Instructions to follow - In the data below, find each line containing the string "AuditEventBuilder" and return it.

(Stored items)
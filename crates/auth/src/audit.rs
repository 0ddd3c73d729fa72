//! Audit logging for authentication and account administration.

use anyhow::Result;
use chrono::{DateTime, Utc};
use serde::{Deserialize, Serialize};
use std::sync::Arc;
use tokio::sync::mpsc;

/// Types of auditable actions.
#[derive(Debug, Clone, PartialEq, Eq, Serialize, Deserialize)]
#[serde(rename_all = "snake_case")]
pub enum AuditAction {
    // Authentication
    Register,
    Login,
    LoginFailed,
    Logout,
    TokenRefresh,
    TokenRefreshRejected,
    PasswordChanged,

    // User administration
    UserCreated,
    UserUpdated,
    UserDeleted,

    // Other
    Custom(String),
}

impl AuditAction {
    pub fn as_str(&self) -> &str {
        match self {
            AuditAction::Register => "register",
            AuditAction::Login => "login",
            AuditAction::LoginFailed => "login_failed",
            AuditAction::Logout => "logout",
            AuditAction::TokenRefresh => "token_refresh",
            AuditAction::TokenRefreshRejected => "token_refresh_rejected",
            AuditAction::PasswordChanged => "password_changed",
            AuditAction::UserCreated => "user_created",
            AuditAction::UserUpdated => "user_updated",
            AuditAction::UserDeleted => "user_deleted",
            AuditAction::Custom(name) => name,
        }
    }

    pub fn parse(action: &str) -> Self {
        match action {
            "register" => AuditAction::Register,
            "login" => AuditAction::Login,
            "login_failed" => AuditAction::LoginFailed,
            "logout" => AuditAction::Logout,
            "token_refresh" => AuditAction::TokenRefresh,
            "token_refresh_rejected" => AuditAction::TokenRefreshRejected,
            "password_changed" => AuditAction::PasswordChanged,
            "user_created" => AuditAction::UserCreated,
            "user_updated" => AuditAction::UserUpdated,
            "user_deleted" => AuditAction::UserDeleted,
            other => AuditAction::Custom(other.to_string()),
        }
    }
}

/// An audit event record.
#[derive(Debug, Clone, Serialize, Deserialize)]
pub struct AuditEvent {
    pub id: i64,
    pub timestamp: DateTime<Utc>,
    /// User who performed the action (if known).
    pub user_id: Option<String>,
    pub action: AuditAction,
    /// Resource that was affected, e.g. `user/<id>`.
    pub resource: String,
    pub details: serde_json::Value,
    pub success: bool,
    pub error: Option<String>,
}

impl AuditEvent {
    pub fn builder(action: AuditAction, resource: impl Into<String>) -> AuditEventBuilder {
        AuditEventBuilder {
            action,
            resource: resource.into(),
            user_id: None,
            details: serde_json::Value::Null,
            success: true,
            error: None,
        }
    }
}

/// Builder for audit events.
pub struct AuditEventBuilder {
    action: AuditAction,
    resource: String,
    user_id: Option<String>,
    details: serde_json::Value,
    success: bool,
    error: Option<String>,
}

impl AuditEventBuilder {
    pub fn user(mut self, user_id: impl Into<String>) -> Self {
        self.user_id = Some(user_id.into());
        self
    }

    pub fn details(mut self, details: serde_json::Value) -> Self {
        self.details = details;
        self
    }

    pub fn failure(mut self, error: impl Into<String>) -> Self {
        self.success = false;
        self.error = Some(error.into());
        self
    }

    pub fn build(self) -> AuditEvent {
        AuditEvent {
            id: 0, // Set by storage
            timestamp: Utc::now(),
            user_id: self.user_id,
            action: self.action,
            resource: self.resource,
            details: self.details,
            success: self.success,
            error: self.error,
        }
    }
}

/// Storage backend for audit logs.
#[async_trait::async_trait]
pub trait AuditStorage: Send + Sync {
    async fn store(&self, event: &AuditEvent) -> Result<i64>;

    async fn query(&self, filter: &AuditFilter) -> Result<Vec<AuditEvent>>;
}

/// Filter for querying audit events.
#[derive(Debug, Clone, Default, Serialize, Deserialize)]
pub struct AuditFilter {
    pub user_id: Option<String>,
    pub action: Option<AuditAction>,
    pub success_only: Option<bool>,
    pub limit: Option<u32>,
    pub offset: Option<u32>,
}

impl AuditFilter {
    pub fn new() -> Self {
        Self::default()
    }

    pub fn user(mut self, user_id: impl Into<String>) -> Self {
        self.user_id = Some(user_id.into());
        self
    }

    pub fn action(mut self, action: AuditAction) -> Self {
        self.action = Some(action);
        self
    }

    pub fn limit(mut self, limit: u32) -> Self {
        self.limit = Some(limit);
        self
    }
}

/// In-memory audit storage for testing.
#[derive(Default)]
pub struct MemoryAuditStorage {
    events: tokio::sync::RwLock<Vec<AuditEvent>>,
    next_id: std::sync::atomic::AtomicI64,
}

impl MemoryAuditStorage {
    pub fn new() -> Self {
        Self::default()
    }
}

#[async_trait::async_trait]
impl AuditStorage for MemoryAuditStorage {
    async fn store(&self, event: &AuditEvent) -> Result<i64> {
        let id = self
            .next_id
            .fetch_add(1, std::sync::atomic::Ordering::SeqCst)
            + 1;
        let mut stored = event.clone();
        stored.id = id;
        self.events.write().await.push(stored);
        Ok(id)
    }

    async fn query(&self, filter: &AuditFilter) -> Result<Vec<AuditEvent>> {
        let events = self.events.read().await;

        let filtered = events
            .iter()
            .filter(|e| {
                filter
                    .user_id
                    .as_ref()
                    .is_none_or(|user| e.user_id.as_ref() == Some(user))
            })
            .filter(|e| filter.action.as_ref().is_none_or(|a| &e.action == a))
            .filter(|e| filter.success_only.is_none_or(|s| e.success == s))
            .skip(filter.offset.unwrap_or(0) as usize)
            .take(filter.limit.unwrap_or(100) as usize)
            .cloned()
            .collect();

        Ok(filtered)
    }
}

/// Audit logger service. Writes go through a bounded channel so request
/// handlers never wait on audit storage.
pub struct AuditLogger {
    storage: Arc<dyn AuditStorage>,
    tx: mpsc::Sender<AuditEvent>,
}

impl AuditLogger {
    /// Create a new audit logger. Must be called inside a Tokio runtime.
    pub fn new(storage: Arc<dyn AuditStorage>) -> Self {
        let (tx, mut rx) = mpsc::channel::<AuditEvent>(10000);

        let storage_clone = storage.clone();
        tokio::spawn(async move {
            while let Some(event) = rx.recv().await {
                if let Err(e) = storage_clone.store(&event).await {
                    tracing::error!(error = %e, action = event.action.as_str(), "Failed to store audit event");
                }
            }
        });

        Self { storage, tx }
    }

    /// Log an audit event (non-blocking).
    pub fn log(&self, event: AuditEvent) {
        if self.tx.try_send(event).is_err() {
            tracing::warn!("Audit log channel full, event dropped");
        }
    }

    /// Log an audit event and wait for it to be stored.
    pub async fn log_sync(&self, event: AuditEvent) -> Result<i64> {
        self.storage.store(&event).await
    }

    pub async fn query(&self, filter: &AuditFilter) -> Result<Vec<AuditEvent>> {
        self.storage.query(filter).await
    }

    /// Log a login attempt. `subject` is the user ID when known,
    /// otherwise the email that was tried.
    pub fn log_login(&self, subject: &str, success: bool) {
        let action = if success {
            AuditAction::Login
        } else {
            AuditAction::LoginFailed
        };
        let mut builder = AuditEvent::builder(action, format!("user/{}", subject)).user(subject);
        if !success {
            builder = builder.failure("Invalid credentials");
        }
        self.log(builder.build());
    }

    /// Log an action one user performed against a user record.
    pub fn log_user_action(
        &self,
        actor_id: &str,
        action: AuditAction,
        target_id: &str,
        details: serde_json::Value,
    ) {
        let event = AuditEvent::builder(action, format!("user/{}", target_id))
            .user(actor_id)
            .details(details)
            .build();
        self.log(event);
    }
}

#[cfg(test)]
mod tests {
    use super::*;

    #[test]
    fn test_audit_event_builder() {
        let event = AuditEvent::builder(AuditAction::Login, "user/123")
            .user("user123")
            .details(serde_json::json!({"method": "password"}))
            .build();

        assert_eq!(event.action, AuditAction::Login);
        assert_eq!(event.resource, "user/123");
        assert_eq!(event.user_id, Some("user123".to_string()));
        assert!(event.success);
    }

    #[test]
    fn test_action_names_round_trip() {
        for action in [
            AuditAction::Register,
            AuditAction::LoginFailed,
            AuditAction::TokenRefreshRejected,
            AuditAction::UserDeleted,
        ] {
            assert_eq!(AuditAction::parse(action.as_str()), action);
        }
        assert_eq!(
            AuditAction::parse("export"),
            AuditAction::Custom("export".to_string())
        );
    }

    #[tokio::test]
    async fn test_filter_by_user_and_action() {
        let storage = MemoryAuditStorage::new();
        storage
            .store(&AuditEvent::builder(AuditAction::Login, "user/1").user("user1").build())
            .await
            .unwrap();
        storage
            .store(&AuditEvent::builder(AuditAction::Logout, "user/1").user("user1").build())
            .await
            .unwrap();
        storage
            .store(&AuditEvent::builder(AuditAction::Login, "user/2").user("user2").build())
            .await
            .unwrap();

        let by_user = storage.query(&AuditFilter::new().user("user1")).await.unwrap();
        assert_eq!(by_user.len(), 2);

        let logins = storage
            .query(&AuditFilter::new().action(AuditAction::Login))
            .await
            .unwrap();
        assert_eq!(logins.len(), 2);
        assert!(logins.iter().all(|e| e.id > 0));
    }

    #[tokio::test]
    async fn test_audit_logger() {
        let storage = Arc::new(MemoryAuditStorage::new());
        let logger = AuditLogger::new(storage.clone());

        logger.log_login("user1", false);

        // Give async task time to process
        tokio::time::sleep(std::time::Duration::from_millis(100)).await;

        let events = storage.query(&AuditFilter::new()).await.unwrap();
        assert_eq!(events.len(), 1);
        assert_eq!(events[0].action, AuditAction::LoginFailed);
        assert!(!events[0].success);
    }
}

Task output -
    pub fn builder(action: AuditAction, resource: impl Into<String>) -> AuditEventBuilder {
        AuditEventBuilder {
pub struct AuditEventBuilder {
impl AuditEventBuilder {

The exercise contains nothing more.